From the data below, set down exactly the lines between the one holding "no active session" and the one holding "if let Some(task)", inclusive, and no others.

Saved entries:
----------------------------------------
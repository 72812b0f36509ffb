//! The `health-check` script.

use tasklist_db::{
    run_health_check, ConnectionManager, DbRuntimeSettings, HealthError, HealthReport,
};

use crate::config::Config;
use crate::ScriptStatus;

/// Connects, runs the health check, and closes the pool.
///
/// The check never creates the database file, whatever the environment, so a
/// mistyped `DATABASE_URL` fails instead of reporting a fresh empty database.
///
/// # Errors
///
/// Returns `HealthError::Connectivity` if the database cannot be reached or
/// the connection string is unusable.
pub fn check(config: &Config) -> Result<HealthReport, HealthError> {
    let settings = DbRuntimeSettings {
        create_if_missing: false,
        ..config.runtime_settings()
    };
    let manager = ConnectionManager::new(&config.database.url, settings)
        .map_err(|source| HealthError::Connectivity { source })?;

    let result = run_health_check(&manager);
    manager.close();
    result
}

/// Runs the health check and logs the outcome.
pub fn run(config: &Config) -> ScriptStatus {
    tracing::info!("checking database connection");

    match check(config) {
        Ok(report) => {
            log_report(&report);
            ScriptStatus::Success
        }
        Err(err) => {
            tracing::error!(error = %err, "database health check failed");
            if let Some(code) = err.code() {
                tracing::error!(code = ?code, "error code");
            }
            if let Some(hint) = err.hint() {
                tracing::error!("{hint}");
            }
            ScriptStatus::Failure
        }
    }
}

fn log_report(report: &HealthReport) {
    tracing::info!(
        server_time = %report.server_time,
        version = %report.server_version,
        latency_ms = report.latency.as_millis() as u64,
        "database connection successful"
    );

    if !report.tables.is_empty() {
        tracing::info!(tables = ?report.tables, "tables found");
    }

    if let Some(counts) = &report.counts {
        for count in counts {
            tracing::info!(table = count.table, rows = count.rows, "data summary");
        }
    }

    for warning in &report.warnings {
        tracing::warn!("{warning}");
    }

    tracing::info!("health check completed successfully");
}
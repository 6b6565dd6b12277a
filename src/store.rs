//! Shared persisted state: one JSON bundle on disk, change notifications
//! over a broadcast channel so every open surface converges on the same
//! snapshot.

use std::path::{Path, PathBuf};
use std::sync::Arc;

use serde::{Deserialize, Serialize};
use thiserror::Error;
use tokio::sync::{RwLock, broadcast};
use tracing::{debug, warn};

use crate::models::{ActiveSession, CompletedSession, Metrics, Settings, Task};

pub const STATE_FILE: &str = "state.json";
const CHANGE_CHANNEL_CAPACITY: usize = 64;

#[derive(Debug, Error)]
pub enum StoreError {
    #[error("failed to read state file: {0}")]
    Read(#[source] std::io::Error),
    #[error("failed to write state file: {0}")]
    Write(#[source] std::io::Error),
    #[error("state file is not valid JSON: {0}")]
    Decode(#[from] serde_json::Error),
}

/// The full persisted bundle. Every write replaces the file as a whole, so
/// observers never see half of a transition.
#[derive(Serialize, Deserialize, Clone, PartialEq, Debug, Default)]
#[serde(rename_all = "camelCase", default)]
pub struct StateBundle {
    pub settings: Settings,
    pub tasks: Vec<Task>,
    pub metrics: Metrics,
    pub active_session: Option<ActiveSession>,
    pub last_session: Option<CompletedSession>,
    pub selected_task: Option<String>,
}

/// One changed key with its value before and after the write.
#[derive(Clone, Debug)]
pub enum FieldChange {
    Settings {
        old: Settings,
        new: Settings,
    },
    Tasks {
        old: Vec<Task>,
        new: Vec<Task>,
    },
    Metrics {
        old: Metrics,
        new: Metrics,
    },
    ActiveSession {
        old: Option<ActiveSession>,
        new: Option<ActiveSession>,
    },
    LastSession {
        old: Option<CompletedSession>,
        new: Option<CompletedSession>,
    },
    SelectedTask {
        old: Option<String>,
        new: Option<String>,
    },
}

impl FieldChange {
    pub fn key(&self) -> &'static str {
        match self {
            Self::Settings { .. } => "settings",
            Self::Tasks { .. } => "tasks",
            Self::Metrics { .. } => "metrics",
            Self::ActiveSession { .. } => "activeSession",
            Self::LastSession { .. } => "lastSession",
            Self::SelectedTask { .. } => "selectedTask",
        }
    }
}

/// All keys touched by a single write, delivered as one notification.
#[derive(Clone, Debug, Default)]
pub struct ChangeSet {
    pub changes: Vec<FieldChange>,
}

impl ChangeSet {
    pub fn is_empty(&self) -> bool {
        self.changes.is_empty()
    }
}

#[derive(Clone)]
pub struct StateStore {
    state: Arc<RwLock<StateBundle>>,
    path: PathBuf,
    change_tx: broadcast::Sender<ChangeSet>,
}

impl StateStore {
    /// Opens the store in `dir`, loading the bundle if one exists. A missing
    /// file yields defaults; a corrupt file is surfaced rather than wiped.
    pub async fn open(dir: &Path) -> Result<Self, StoreError> {
        let path = dir.join(STATE_FILE);
        let bundle = match tokio::fs::read_to_string(&path).await {
            Ok(text) => serde_json::from_str(&text)?,
            Err(err) if err.kind() == std::io::ErrorKind::NotFound => StateBundle::default(),
            Err(err) => return Err(StoreError::Read(err)),
        };

        let (change_tx, _) = broadcast::channel(CHANGE_CHANNEL_CAPACITY);
        Ok(Self {
            state: Arc::new(RwLock::new(bundle)),
            path,
            change_tx,
        })
    }

    pub fn subscribe(&self) -> broadcast::Receiver<ChangeSet> {
        self.change_tx.subscribe()
    }

    pub async fn snapshot(&self) -> StateBundle {
        self.state.read().await.clone()
    }

    /// Applies `mutate` to the bundle, persists, then broadcasts the keys
    /// that actually changed. On a persistence failure the in-memory bundle
    /// is rolled back so observers and disk stay in agreement.
    pub async fn update<F>(&self, mutate: F) -> Result<ChangeSet, StoreError>
    where
        F: FnOnce(&mut StateBundle),
    {
        let mut guard = self.state.write().await;
        let before = guard.clone();
        mutate(&mut guard);

        let change_set = diff(&before, &guard);
        if change_set.is_empty() {
            return Ok(change_set);
        }

        if let Err(err) = persist(&self.path, &guard).await {
            warn!(error = %err, "state write failed, rolling back");
            *guard = before;
            return Err(err);
        }
        drop(guard);

        let keys: Vec<_> = change_set.changes.iter().map(FieldChange::key).collect();
        debug!(?keys, "state updated");
        // Nobody listening is fine; surfaces subscribe when they mount.
        let _ = self.change_tx.send(change_set.clone());
        Ok(change_set)
    }
}

fn diff(before: &StateBundle, after: &StateBundle) -> ChangeSet {
    let mut changes = Vec::new();
    if before.settings != after.settings {
        changes.push(FieldChange::Settings {
            old: before.settings.clone(),
            new: after.settings.clone(),
        });
    }
    if before.tasks != after.tasks {
        changes.push(FieldChange::Tasks {
            old: before.tasks.clone(),
            new: after.tasks.clone(),
        });
    }
    if before.metrics != after.metrics {
        changes.push(FieldChange::Metrics {
            old: before.metrics,
            new: after.metrics,
        });
    }
    if before.active_session != after.active_session {
        changes.push(FieldChange::ActiveSession {
            old: before.active_session.clone(),
            new: after.active_session.clone(),
        });
    }
    if before.last_session != after.last_session {
        changes.push(FieldChange::LastSession {
            old: before.last_session.clone(),
            new: after.last_session.clone(),
        });
    }
    if before.selected_task != after.selected_task {
        changes.push(FieldChange::SelectedTask {
            old: before.selected_task.clone(),
            new: after.selected_task.clone(),
        });
    }
    ChangeSet { changes }
}

async fn persist(path: &Path, bundle: &StateBundle) -> Result<(), StoreError> {
    let text = serde_json::to_string_pretty(bundle)?;
    if let Some(parent) = path.parent() {
        tokio::fs::create_dir_all(parent)
            .await
            .map_err(StoreError::Write)?;
    }

    let tmp = path.with_extension("json.tmp");
    tokio::fs::write(&tmp, text)
        .await
        .map_err(StoreError::Write)?;
    tokio::fs::rename(&tmp, path)
        .await
        .map_err(StoreError::Write)
}
/// The finalize transition: converts the active session into aggregate
/// credit plus a completion record, in one mutation. With no active session
/// this does nothing, which is what makes a second finalize harmless.
fn apply_completion(state: &mut StateBundle, elapsed_seconds: Option<f64>, now_ms: i64) {
    let Some(active) = state.active_session.take() else {
        return;
    };

    let elapsed = elapsed_seconds.unwrap_or(active.duration_seconds as f64);
    let duration_seconds = elapsed.round().max(1.0) as u64;

    if active.session_type.is_focus() {
        state.metrics.focus_seconds += duration_seconds;
        state.metrics.total_pomodoros += 1;
        if let Some(task_id) = active.task_id.as_deref() {
            // The task may have been deleted mid-session.
            if let Some(task) = state.tasks.iter_mut().find(|t| t.id == task_id) {
                task.total_pomos += 1;
                task.today_pomos += 1;
                task.total_focus_seconds += duration_seconds;
                task.today_focus_seconds += duration_seconds;
            }
        }
    } else {
        state.metrics.break_seconds += duration_seconds;
    }

    state.last_session = Some(CompletedSession {
        session_type: active.session_type,
        task_id: active.task_id,
        duration_seconds,
        completed_at: now_ms,
    });
}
----------------------------------------
**Task response:**
/// credit plus a completion record, in one mutation. With no active session
/// this does nothing, which is what makes a second finalize harmless.
fn apply_completion(state: &mut StateBundle, elapsed_seconds: Option<f64>, now_ms: i64) {
    let Some(active) = state.active_session.take() else {
        return;
    };

    let elapsed = elapsed_seconds.unwrap_or(active.duration_seconds as f64);
    let duration_seconds = elapsed.round().max(1.0) as u64;

    if active.session_type.is_focus() {
        state.metrics.focus_seconds += duration_seconds;
        state.metrics.total_pomodoros += 1;
        if let Some(task_id) = active.task_id.as_deref() {
            // The task may have been deleted mid-session.
            if let Some(task) = state.tasks.iter_mut().find(|t| t.id == task_id) {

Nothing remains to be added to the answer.